Dabei gibt es Ent­wick­lungs­aben­teu­er, in denen neue Land­stri­che erschlos­sen, Stadt­tei­le erbaut oder ein­fach nur wich­ti­ge Häu­ser ent­wi­ckelt wer­den kön­nen. Das läuft meis­tens nach gewis­sen Krea­ti­vi­täts­tech­ni­ken ab, um Input zu schaf­fen, dazu kom­men eini­ge Pro­ben, Her­aus­for­de­run­gen und Kon­flik­te und schließ­lich mün­det es in einem neu­en Cha­rak­ter, also einem Haus, einer Frak­ti­on oder einem Orts­teil mit Ein­fluss, der dann wahl­wei­se in einem der nächs­ten Aben­teu­er von einem Spie­ler über­nom­men wer­den kann. Der ande­re Aben­teu­er­typ sind Geschichts­aben­teu­er, in denen dann ein­fach mal die Simu­la­ti­on lau­fen gelas­sen wird. Wel­che Frak­tio­nen kämp­fen gegein­an­der? Wie reagiert die Stadt auf einen Pira­ten­an­griff? Was geschieht wäh­rend der Seu­che? Inter­es­sant dabei ist, einen Zeit­strahl und eine Kar­te mit­zu­schrei­ben, die als Über­blick und Beloh­nung gel­ten.

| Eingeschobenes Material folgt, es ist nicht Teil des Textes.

use chrono::NaiveDateTime;
use serde::{Deserialize, Serialize};
use std::collections::BTreeSet;
use std::fmt;

/// Baseline approval state carried in from the intake system, before any
/// human override downstream.
#[derive(Debug, Clone, Copy, PartialEq, Eq, Serialize, Deserialize)]
#[serde(rename_all = "snake_case")]
pub enum ApprovalStatus {
    Approved,
    NotApproved,
}

/// Outcome of checking a submission's coordinates against its declared
/// administrative boundary.
#[derive(Debug, Clone, Copy, Default, PartialEq, Eq, Serialize, Deserialize)]
#[serde(rename_all = "snake_case")]
pub enum GeotagStatus {
    Inside,
    Outside,
    #[default]
    Unknown,
}

/// Automatic QC flags. This is a closed vocabulary: the normalizer drops
/// any source-supplied token outside it, so downstream code never sees
/// out-of-vocabulary flags.
#[derive(Debug, Clone, Copy, PartialEq, Eq, PartialOrd, Ord, Hash, Serialize, Deserialize)]
pub enum FlagKind {
    #[serde(rename = "LowLOI")]
    LowLoi,
    #[serde(rename = "HighLOI")]
    HighLoi,
    OddHour,
    DuplicatePhone,
    Interwoven,
    ShortGap,
    ClusteredInterview,
    OutsideBoundary,
}

impl FlagKind {
    pub const ALL: [FlagKind; 8] = [
        FlagKind::LowLoi,
        FlagKind::HighLoi,
        FlagKind::OddHour,
        FlagKind::DuplicatePhone,
        FlagKind::Interwoven,
        FlagKind::ShortGap,
        FlagKind::ClusteredInterview,
        FlagKind::OutsideBoundary,
    ];

    pub fn as_str(&self) -> &'static str {
        match self {
            FlagKind::LowLoi => "LowLOI",
            FlagKind::HighLoi => "HighLOI",
            FlagKind::OddHour => "OddHour",
            FlagKind::DuplicatePhone => "DuplicatePhone",
            FlagKind::Interwoven => "Interwoven",
            FlagKind::ShortGap => "ShortGap",
            FlagKind::ClusteredInterview => "ClusteredInterview",
            FlagKind::OutsideBoundary => "OutsideBoundary",
        }
    }

    /// Case-insensitive lookup tolerant of snake_case and spaced forms
    /// ("low_loi", "Odd Hour"). Unknown tokens yield None.
    pub fn parse(token: &str) -> Option<FlagKind> {
        let key: String = token
            .chars()
            .filter(|c| c.is_ascii_alphanumeric())
            .collect::<String>()
            .to_ascii_lowercase();
        match key.as_str() {
            "lowloi" => Some(FlagKind::LowLoi),
            "highloi" => Some(FlagKind::HighLoi),
            "oddhour" => Some(FlagKind::OddHour),
            "duplicatephone" => Some(FlagKind::DuplicatePhone),
            "interwoven" => Some(FlagKind::Interwoven),
            "shortgap" => Some(FlagKind::ShortGap),
            "clusteredinterview" => Some(FlagKind::ClusteredInterview),
            "outsideboundary" => Some(FlagKind::OutsideBoundary),
            _ => None,
        }
    }
}

impl fmt::Display for FlagKind {
    fn fmt(&self, f: &mut fmt::Formatter<'_>) -> fmt::Result {
        f.write_str(self.as_str())
    }
}

/// A field-survey submission in canonical form. Built once by the
/// normalizer and never mutated; everything the QC engine derives goes
/// into a separate [`AnnotatedSubmission`].
#[derive(Debug, Clone, PartialEq, Serialize, Deserialize)]
pub struct Submission {
    pub id: String,
    /// Missing coordinates stay missing; they are never defaulted to zero.
    pub lat: Option<f64>,
    pub lng: Option<f64>,
    pub interviewer_id: String,
    pub device_id: Option<String>,
    /// Respondent contact, digits and `+` only. Used solely for duplicate
    /// detection.
    pub phone: Option<String>,
    pub lga: String,
    pub state: String,
    pub start_time: Option<NaiveDateTime>,
    pub end_time: Option<NaiveDateTime>,
    pub duration_minutes: Option<f64>,
    pub status: ApprovalStatus,
    /// Flags already attached by the source system, validated against the
    /// closed vocabulary. Seeds the annotated flag set.
    pub source_flags: Vec<FlagKind>,
}

impl Submission {
    /// Devices and interviewers share one actor namespace for temporal
    /// overlap checks; a missing device id falls back to the interviewer.
    pub fn actor_id(&self) -> &str {
        self.device_id.as_deref().unwrap_or(&self.interviewer_id)
    }

    pub fn coords(&self) -> Option<(f64, f64)> {
        match (self.lat, self.lng) {
            (Some(lat), Some(lng)) => Some((lat, lng)),
            _ => None,
        }
    }
}

/// A submission plus everything the anomaly detector derived for it.
#[derive(Debug, Clone, PartialEq, Serialize, Deserialize)]
pub struct AnnotatedSubmission {
    pub submission: Submission,
    /// Unique by construction; BTreeSet gives a stable render order.
    pub flags: BTreeSet<FlagKind>,
    pub geotag_status: GeotagStatus,
    /// Ids of other same-interviewer submissions within the cluster
    /// radius. Symmetric: if A lists B, B lists A.
    pub clustered_with: BTreeSet<String>,
    /// Distance to the nearest same-interviewer submission. None iff this
    /// submission has no coordinates or no other same-interviewer
    /// submission has coordinates.
    pub proximity_distance_meters: Option<f64>,
}

impl AnnotatedSubmission {
    pub fn is_flagged(&self) -> bool {
        !self.flags.is_empty()
    }
}
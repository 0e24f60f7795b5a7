pub mod config;
pub mod constants;
pub mod domain;
pub mod error;
pub mod geo;
pub mod logging;
pub mod pipeline;

pub use config::QcConfig;
pub use domain::{AnnotatedSubmission, ApprovalStatus, FlagKind, GeotagStatus, Submission};
pub use error::{QcError, Result};
pub use geo::boundary::{load_boundaries, BoundaryIndex};
pub use pipeline::processing::anomaly::{annotate, AnnotateOptions, Thresholds};
pub use pipeline::processing::normalize::{normalize, normalize_batch, RawRecord};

Das Gan­ze soll­te eini­ger­ma­ßen gemein­schaft­lich ablau­fen. Es gibt zwar also einen Spiel­lei­ter für den Abend (in der Regel der, der eine gute Idee zur Wei­ter­ent­wick­lung der Stadt hat), aber natür­lich sol­len alle flei­ßig mit­er­fin­den. Es ent­ste­hen neben inter­es­san­ten Städ­ten auch viel­sei­ti­ge Kul­tu­ren und schließ­lich hat man eine Welt, die wesent­lich mehr Tie­fe und Gestalt hat, als die meis­ten ande­ren Rol­len­spiel­wel­ten. Natür­lich ist es dann auch mög­lich, in die­ser Welt klas­si­sches Rol­len­spiel zu betrei­ben.

Regel­tech­nisch schwebt mir eine neue Fer­tig­kei­ten­lis­te vor, die klas­si­sche Auf­bau­res­sour­cen mit Rol­len­spiel­ta­len­ten ver­knüpft: Ein­fluss, Bau­ma­te­ri­al, Nah­rung, Geld, Kamp­fes­kraft, Ver­hand­lungs­ge­schick usw. Viel­leicht gibt es zwei Fer­tig­kei­ten, die den Ruhm und die Ver­rucht­heit dar­stel­len, ein wenig wie »gut« und »böse«, nur neu­tral, je nach­dem, ob man eine Ork­sied­lung oder eine Pala­din­burg bau­en will. Dazu 5 Aspek­te pro Frak­ti­on und ent­spre­chen­de Stunts (dar­über müss­te man sich jetzt noch mal Gedan­ken machen) und even­tu­ell zusätz­lich Bezie­hungs­as­pek­te, die die Bezie­hun­gen zwi­schen den Frak­tio­nen fest­le­gen. Theo­re­tisch kann es davon unend­lich vie­le geben, in der Pra­xis wird es rei­chen, jede Frak­ti­on mit drei oder vier ande­ren zu ver­knüp­fen. Gra­phen haben sich in der Ver­gan­gen­heit als hilf­reich erwie­sen. Inwie­weit Res­sour­cen­ma­nage­ment, Bau­kos­ten und Zeit eine Rol­le spie­len, bzw. umge­setzt wer­den kön­nen, müss­te getes­tet wer­den, ich kann mir aber vor­stel­len, dass es Spaß machen wür­de, mit ein paar Tabel­len und lau­fen­den Kos­ten, die sich als dau­er­haf­ter Malus auf der Geld-Leis­te nie­der­schla­gen, zu han­tie­ren.

Wie gesagt, dies sind nur gro­be, ers­te Gedan­ken, die jetzt bequatscht und getes­tet wer­den müs­sen. Viel­leicht fin­de ich Zeit, viel­leicht auch nicht.